Financial roles in the City of London continue to decline. There are many reasons for this and different solutions. Is deregulating the answer? One analyst thinks so.
New figures from Morgan McKinley’s Q1 2025 London Employment Monitor reveal a 12 percent quarter-on-quarter surge in financial services hiring. For how long can this continue? Maybe not for too long since this early momentum appears under pressure.
Trump’s return to the White House, fresh trade tariffs, and persistent global volatility are fuelling caution in the City, with job openings still down 11 percent year-on-year. Other reasons include AI-led automation, which continues to reshape headcount needs.
Mark Astbury, Director at Morgan McKinley, suggests that London must act boldly to protect its global edge—from relaxing listing rules and M&A regulations to incentivising green finance and fintech.

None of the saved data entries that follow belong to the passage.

// ABOUTME: Measurement store contract consumed by the engine, plus an in-memory reference store
// ABOUTME: Persistence lives outside the core; this trait is the seam the host implements

//! Store contract.
//!
//! The engine never persists anything itself. Hosts implement
//! [`MeasurementStore`] over their database; [`InMemoryMeasurementStore`] is
//! the reference implementation used by the test suite. Implementations must
//! give the recording path a consistent snapshot for the previous-entry read
//! (a transactional read), so concurrent creations for one subject cannot
//! both skip or double-count outlier detection.

use std::collections::HashMap;
use std::sync::{PoisonError, RwLock};

use async_trait::async_trait;
use chrono::NaiveDate;
use uuid::Uuid;

use crate::errors::{EngineError, EngineResult};
use crate::models::WeightMeasurement;

/// Ordered persistence for weight measurements.
#[async_trait]
pub trait MeasurementStore: Send + Sync {
    /// Append a measurement. Fails with
    /// [`EngineError::DuplicateMeasurement`] if the subject already has an
    /// entry for the same civil date.
    async fn append(&self, measurement: WeightMeasurement) -> EngineResult<WeightMeasurement>;

    /// Fetch a measurement by id.
    async fn get(&self, id: Uuid) -> EngineResult<Option<WeightMeasurement>>;

    /// The most recent measurement for `subject_id` dated strictly before
    /// `date`, if any.
    async fn find_latest_before(
        &self,
        subject_id: Uuid,
        date: NaiveDate,
    ) -> EngineResult<Option<WeightMeasurement>>;

    /// All measurements for a subject ordered ascending by measurement
    /// date, optionally bounded to an inclusive date range.
    async fn list_ordered(
        &self,
        subject_id: Uuid,
        range: Option<(NaiveDate, NaiveDate)>,
    ) -> EngineResult<Vec<WeightMeasurement>>;

    /// Replace a stored measurement.
    async fn update(&self, measurement: WeightMeasurement) -> EngineResult<WeightMeasurement>;

    /// Delete a measurement by id.
    async fn delete(&self, id: Uuid) -> EngineResult<()>;
}

/// In-memory store backing the test suite.
#[derive(Debug, Default)]
pub struct InMemoryMeasurementStore {
    entries: RwLock<HashMap<Uuid, WeightMeasurement>>,
}

impl InMemoryMeasurementStore {
    /// Create an empty store.
    pub fn new() -> Self {
        Self::default()
    }
}

#[async_trait]
impl MeasurementStore for InMemoryMeasurementStore {
    async fn append(&self, measurement: WeightMeasurement) -> EngineResult<WeightMeasurement> {
        let mut entries = self.entries.write().unwrap_or_else(PoisonError::into_inner);
        let conflict = entries.values().any(|m| {
            m.subject_id == measurement.subject_id
                && m.measurement_date == measurement.measurement_date
        });
        if conflict {
            return Err(EngineError::DuplicateMeasurement {
                subject_id: measurement.subject_id,
                date: measurement.measurement_date,
            });
        }
        entries.insert(measurement.id, measurement.clone());
        Ok(measurement)
    }

    async fn get(&self, id: Uuid) -> EngineResult<Option<WeightMeasurement>> {
        let entries = self.entries.read().unwrap_or_else(PoisonError::into_inner);
        Ok(entries.get(&id).cloned())
    }

    async fn find_latest_before(
        &self,
        subject_id: Uuid,
        date: NaiveDate,
    ) -> EngineResult<Option<WeightMeasurement>> {
        let entries = self.entries.read().unwrap_or_else(PoisonError::into_inner);
        Ok(entries
            .values()
            .filter(|m| m.subject_id == subject_id && m.measurement_date < date)
            .max_by_key(|m| m.measurement_date)
            .cloned())
    }

    async fn list_ordered(
        &self,
        subject_id: Uuid,
        range: Option<(NaiveDate, NaiveDate)>,
    ) -> EngineResult<Vec<WeightMeasurement>> {
        let entries = self.entries.read().unwrap_or_else(PoisonError::into_inner);
        let mut series: Vec<WeightMeasurement> = entries
            .values()
            .filter(|m| m.subject_id == subject_id)
            .filter(|m| {
                range.is_none_or(|(from, to)| {
                    m.measurement_date >= from && m.measurement_date <= to
                })
            })
            .cloned()
            .collect();
        series.sort_by_key(|m| m.measurement_date);
        Ok(series)
    }

    async fn update(&self, measurement: WeightMeasurement) -> EngineResult<WeightMeasurement> {
        let mut entries = self.entries.write().unwrap_or_else(PoisonError::into_inner);
        if !entries.contains_key(&measurement.id) {
            return Err(EngineError::MeasurementNotFound { id: measurement.id });
        }
        entries.insert(measurement.id, measurement.clone());
        Ok(measurement)
    }

    async fn delete(&self, id: Uuid) -> EngineResult<()> {
        let mut entries = self.entries.write().unwrap_or_else(PoisonError::into_inner);
        entries
            .remove(&id)
            .map(|_| ())
            .ok_or(EngineError::MeasurementNotFound { id })
    }
}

Astbury sees the current data as affected by seasonal variation: “Financial services hiring in London saw a 12% quarter-on-quarter increase between Q4 2024 and Q1 2025, reflecting the sector’s typical seasonal rebound. The end-of-year slowdown, driven by budget constraints, holidays and strategic planning, traditionally gives way to a more active hiring environment in the first quarter.”
What could derail this? Astbury puts the blame on the door of the U.S.: “This early momentum was quickly disrupted as Donald Trump’s return to the U.S. presidency brought renewed volatility to global markets. The formal introduction of new trade tariffs under his administration has deepened concerns around protectionism and global economic fragmentation, dampening investor confidence and curbing corporate risk appetite.”
The data is also likely to shaped by structural factors, according to Astbury: “The 11% year-on-year decline in job availability points to underlying structural pressures within the industry. Persistent inflation, elevated interest rates and geopolitical tensions are fostering a conservative, risk-averse approach to hiring.”
We must also look to the European union for answers: “At the same time, Europe’s surge in defence spending is opening up long-term investment opportunities in areas like military technology and cybersecurity. Yet, this hasn’t translated into short-term hiring boosts, particularly as firms remain focused on efficiency. Many institutions continue to streamline operations through AI adoption and automation, often reducing headcount in entry-level and support roles that fall outside direct revenue generation.”
Astbury calls on Starmer’s government to deregulate: “London’s financial ecosystem continues to face headwinds from Brexit and growing competition from emerging financial centres. To maintain its global stature, the UK government must adopt bold, reform-driven policies. Key measures could include relaxing regulatory barriers to M&A activity, revising capital requirements, and simplifying listing rules to encourage IPOs.”
Not content with this, Astbury adds: “Furthermore, targeted tax incentives in fintech and green finance could stimulate innovation, while stronger trade partnerships with non-EU markets may help mitigate the long-term impact of US protectionist policies. A proactive approach is essential to reigniting confidence and reinvigorating investment in the City.”
Astbury concludes: “Looking ahead, hiring will be shaped by macroeconomic conditions, regulatory developments, and tech innovation. Now that tariffs have been enacted, firms with international exposure are reassessing strategy and headcount plans, especially those tied to cross-border finance and trade.”
Is such a relaxation of the rules the answer? This is something for Starmer, Rayner and Reeves to mull over. This needs to be carefully considered against the UK government’s wider industrial strategy.